“If you wanted to add to the vast fund of ill will existing in the world at the moment, you could hardly do it better than by a series of football matches between Jews and Arabs, Germans and Czechs, Indians and British, Russians and Poles, and Italians and Jugoslavs, each match to be watched by a mixed audience of 100,000 spectators.” – George Orwell.
Orwell had something there – apart from the 100,000 attending, of course. But the England vs Scotland (ITV) last Friday was a bloodless affair – there were none of the anticipated ankle-crunching tackles or flailing blows, none of the screams of anguish or fatal red cards. In fact, early on it looked a bit balletic – especially when they showed in slo-mo England’s John Stones rise like a ballerina to head the ball against the woodwork. England’s Phil Foden with his suddenly-blond hair also added a touch of show business: “There’s a real confidence, a flourish about Phil Foden!” the commentator told us”. [Pause] “There has to be with that haircut.”

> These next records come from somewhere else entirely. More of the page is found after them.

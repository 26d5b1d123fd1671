//! RDB-style snapshot encoding.
//!
//! ```text
//! "REDIS0011"
//! 0xFA <len>"redis-ver"  <len>"7.2.0"
//! 0xFA <len>"redis-bits" <len>"64"
//! 0xFA <len>"ctime"      <len><unix seconds>
//! 0xFE <db index>
//! 0xFB <live entries> <entries with expiry>
//! 0x00 <len>key <len>value        (once per entry)
//! 0xFF <8-byte checksum, zero = disabled>
//! ```
//!
//! Lengths use the RDB variable-width encoding: the top two bits of the
//! first byte select a 6-bit, 14-bit, 32-bit or 64-bit form.

use bytes::Bytes;
use std::io::{self, Write};
use std::time::{Duration, SystemTime, UNIX_EPOCH};

/// Magic prefix of every snapshot file
pub const MAGIC: &[u8] = b"REDIS";

/// Four-digit format version following the magic
pub const RDB_VERSION: &[u8] = b"0011";

/// Server version recorded in the `redis-ver` aux field
pub const COMPAT_VERSION: &str = "7.2.0";

/// Type marker for a plain string value
pub const TYPE_STRING: u8 = 0x00;

/// Section markers
pub mod opcode {
    pub const AUX: u8 = 0xFA;
    pub const RESIZE_DB: u8 = 0xFB;
    pub const SELECT_DB: u8 = 0xFE;
    pub const EOF: u8 = 0xFF;
}

const LEN_6BIT_MAX: u64 = (1 << 6) - 1;
const LEN_14BIT_MAX: u64 = (1 << 14) - 1;
const LEN_32BIT: u8 = 0x80;
const LEN_64BIT: u8 = 0x81;

/// Writes `len` in RDB length encoding.
pub fn write_length<W: Write>(w: &mut W, len: u64) -> io::Result<()> {
    if len <= LEN_6BIT_MAX {
        w.write_all(&[len as u8])
    } else if len <= LEN_14BIT_MAX {
        w.write_all(&[0x40 | (len >> 8) as u8, len as u8])
    } else if len <= u64::from(u32::MAX) {
        w.write_all(&[LEN_32BIT])?;
        w.write_all(&(len as u32).to_be_bytes())
    } else {
        w.write_all(&[LEN_64BIT])?;
        w.write_all(&len.to_be_bytes())
    }
}

/// Writes a length-prefixed string.
pub fn write_string<W: Write>(w: &mut W, data: &[u8]) -> io::Result<()> {
    write_length(w, data.len() as u64)?;
    w.write_all(data)
}

fn write_aux<W: Write>(w: &mut W, key: &str, value: &str) -> io::Result<()> {
    w.write_all(&[opcode::AUX])?;
    write_string(w, key.as_bytes())?;
    write_string(w, value.as_bytes())
}

/// Writes a complete snapshot of `entries` as database 0.
pub fn write_snapshot<W: Write>(
    w: &mut W,
    entries: &[(Bytes, Bytes)],
    created_at: SystemTime,
) -> io::Result<()> {
    w.write_all(MAGIC)?;
    w.write_all(RDB_VERSION)?;

    let ctime = created_at
        .duration_since(UNIX_EPOCH)
        .unwrap_or(Duration::ZERO)
        .as_secs();
    write_aux(w, "redis-ver", COMPAT_VERSION)?;
    write_aux(w, "redis-bits", "64")?;
    write_aux(w, "ctime", &ctime.to_string())?;

    w.write_all(&[opcode::SELECT_DB])?;
    write_length(w, 0)?;

    // TTLs are not persisted, so the expiring-keys hint is always zero.
    w.write_all(&[opcode::RESIZE_DB])?;
    write_length(w, entries.len() as u64)?;
    write_length(w, 0)?;

    for (key, value) in entries {
        w.write_all(&[TYPE_STRING])?;
        write_string(w, key)?;
        write_string(w, value)?;
    }

    w.write_all(&[opcode::EOF])?;
    w.write_all(&[0u8; 8])
}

Half-time punditry was equally tame. Roy Keane did his angry headmaster thing: “England are lacking in urgency – not good enough! Not good enough!” Ally McCoist was a bag of nerves in the commentary box: “Ah’d forgotten how this kind of game destroys yir emotions!”. And when his co-commentator mentioned that one of the English players was working with a psychologist to improve his performance, McCoist muttered “Ah need ‘is numbah’.
It was a game of little quality: “England are bereft of imagination right now” the commentator declared. No they’re not – they’re lacking in a player who can put the ball in the net.
In the end, Scotland won a glorious 0-0 draw, and it was just the way we in Ireland used feel as Jack Charlton led us to another neck-and-neck victory. Post-match, the camera roamed around the ground and picked up a Scottish supporter holding a placard: “We’re here for the biggest comeback since Lazarus”. Scotland didn’t come back, but just drawing had a miraculous quality.
English people are bemused at the way all of Scotland, Wales, Ireland cheer their lungs out in support of any team playing England. We don’t really hate you, England: we just want to wipe that look of entitlement off your gob. As Eric Cantona, with a raised Gallic eyebrow said in an ad at half-time: “Just a game?” Nailed it, Eric.